Un premio di competitività per il 2020 dal valore base complessivo di 7.500 euro lordi. Ecco cosa riceveranno i dipendenti degli stabilimenti italiani Ferrari. “Il riconoscimento di tale erogazione - si legge nel comunicato rilasciato dalla Casa di Maranello - si aggiunge alle importanti misure già condivise che consentono di considerare come giorni lavorativi anche quelli del periodo di sospensione dell’attività produttiva, dal 16 marzo al 4 maggio 2020. Durante queste sette settimane i dipendenti, la cui mansione era incompatibile con il lavoro a distanza, hanno ricevuto regolare stipendio, senza nessun ricorso agli ammortizzatori sociali ma con permessi retribuiti a carico dell’azienda. Analogamente non saranno considerate ai fini del calcolo dell’entità del premio le assenze che, sulla base di specifiche certificazioni, risultano causate dall’evento straordinario della pandemia. Tutte queste misure permetteranno alla vasta maggioranza dei lavoratori di ottenere un premio maggiorato del 7%”.

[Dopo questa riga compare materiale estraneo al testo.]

//! Opponent nicknames for thread titles
//!
//! Loaded from a JSON file shaped as `{"teams": {"Grêmio": ["...", "..."]}}`.
//! Lookups ignore case and surrounding whitespace. When a team has several
//! nicknames the event id picks one, so every retry and every restart
//! renders the same title for the same fixture.

use std::collections::HashMap;
use std::path::Path;

use serde::Deserialize;

use crate::models::EventId;

#[derive(Debug, Deserialize)]
struct NicknameFile {
    #[serde(default)]
    teams: HashMap<String, Vec<String>>,
}

/// Team name to nickname candidates
#[derive(Debug, Clone, Default)]
pub struct NicknameBook {
    teams: HashMap<String, Vec<String>>,
}

fn normalize(name: &str) -> String {
    name.trim().to_lowercase()
}

impl NicknameBook {
    pub fn new() -> Self {
        Self::default()
    }

    /// Parse the JSON nickname file format
    pub fn from_json(json: &str) -> Result<Self, serde_json::Error> {
        let file: NicknameFile = serde_json::from_str(json)?;
        Ok(file
            .teams
            .into_iter()
            .fold(Self::new(), |book, (team, nicknames)| book.with_team(&team, nicknames)))
    }

    /// Read and parse a nickname file
    pub fn load(path: &Path) -> anyhow::Result<Self> {
        use anyhow::Context;

        let json = std::fs::read_to_string(path)
            .with_context(|| format!("Failed to read nickname file {}", path.display()))?;
        let book = Self::from_json(&json)
            .with_context(|| format!("Failed to parse nickname file {}", path.display()))?;
        tracing::debug!(path = %path.display(), teams = book.len(), "Nicknames loaded");
        Ok(book)
    }

    pub fn with_team<I, S>(mut self, team: &str, nicknames: I) -> Self
    where
        I: IntoIterator<Item = S>,
        S: Into<String>,
    {
        let nicknames: Vec<String> = nicknames
            .into_iter()
            .map(Into::into)
            .filter(|n| !n.trim().is_empty())
            .collect();
        if !nicknames.is_empty() {
            self.teams.insert(normalize(team), nicknames);
        }
        self
    }

    /// Nickname for `team` in the fixture `event_id`, if any is known
    pub fn nickname(&self, team: &str, event_id: EventId) -> Option<&str> {
        let candidates = self.teams.get(&normalize(team))?;
        let index = (event_id.0 % candidates.len() as u64) as usize;
        candidates.get(index).map(String::as_str)
    }

    pub fn len(&self) -> usize {
        self.teams.len()
    }

    pub fn is_empty(&self) -> bool {
        self.teams.is_empty()
    }
}

#[cfg(test)]
mod tests {
    use super::*;

    #[test]
    fn test_lookup_ignores_case() {
        let book = NicknameBook::new().with_team("Grêmio", ["Tricolor"]);
        assert_eq!(book.nickname("  GRÊMIO ", EventId(1)), Some("Tricolor"));
        assert_eq!(book.nickname("Palmeiras", EventId(1)), None);
    }

    #[test]
    fn test_choice_is_stable_per_event() {
        let book = NicknameBook::new().with_team("Grêmio", ["Tricolor", "Imortal"]);
        let first = book.nickname("Grêmio", EventId(1_208_021));
        assert_eq!(first, book.nickname("Grêmio", EventId(1_208_021)));
        assert_eq!(book.nickname("Grêmio", EventId(2)), Some("Tricolor"));
        assert_eq!(book.nickname("Grêmio", EventId(3)), Some("Imortal"));
    }

    #[test]
    fn test_from_json() {
        let book = NicknameBook::from_json(
            r#"{"teams": {"Grêmio": ["Tricolor"], "Juventude": [], "Caxias": ["  "]}}"#,
        )
        .unwrap();
        assert_eq!(book.len(), 1);
        assert!(NicknameBook::from_json("{}").unwrap().is_empty());
        assert!(NicknameBook::from_json("not json").is_err());
    }

    #[test]
    fn test_load_reports_missing_file() {
        let err = NicknameBook::load(Path::new("/nonexistent/nicknames.json")).unwrap_err();
        assert!(err.to_string().contains("nickname file"));
    }
}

Nuove assunzioni e Back on Track

Il 2020 è stato l’anno della pandemia che ha portato la crisi economica, la chiusura degli stabilimenti, le numerose difficoltà che il settore automobilistico ha dovuto affrontare e sta ancora affrontando. Le perdite sono state gravi, ma c’è chi ha saputo reagire, come Ferrari che ha fatto registrare risultati davvero importanti nel terzo e quarto trimestre dello scorso anno. Ciò ha permesso di limitare i danni e le perdite rispetto al 2019 (-10%). Va anche aggiunto che, nel 2020, i dipendenti dell’azienda sono aumentati del 6,3%, sono oltre 4.500 in tutto il mondo, la maggior parte in Italia. Ma ci sono anche diversi obiettivi per il 2021, tra questi l’inserimento di 50 nuovi addetti nello stabilimento di Maranello e il proseguimento del programma “Back on Track”, introdotto l’aprile scorso per far fronte alla pandemia con lo scopo di rendere più sicuro il luogo di lavoro e promuovere il benessere psicofisico dei dipendenti. Non è poi un caso che sia stata proprio Ferrari una delle prime aziende a offrire ai lavoratori e ai loro familiari test sierologici su base volontaria (sono stati più di 25mila i test erogati) e la prima della regione Emilia Romagna ad aver introdotto i tamponi rapidi lo scorso novembre (in questo caso si parla di 15mila somministrazioni).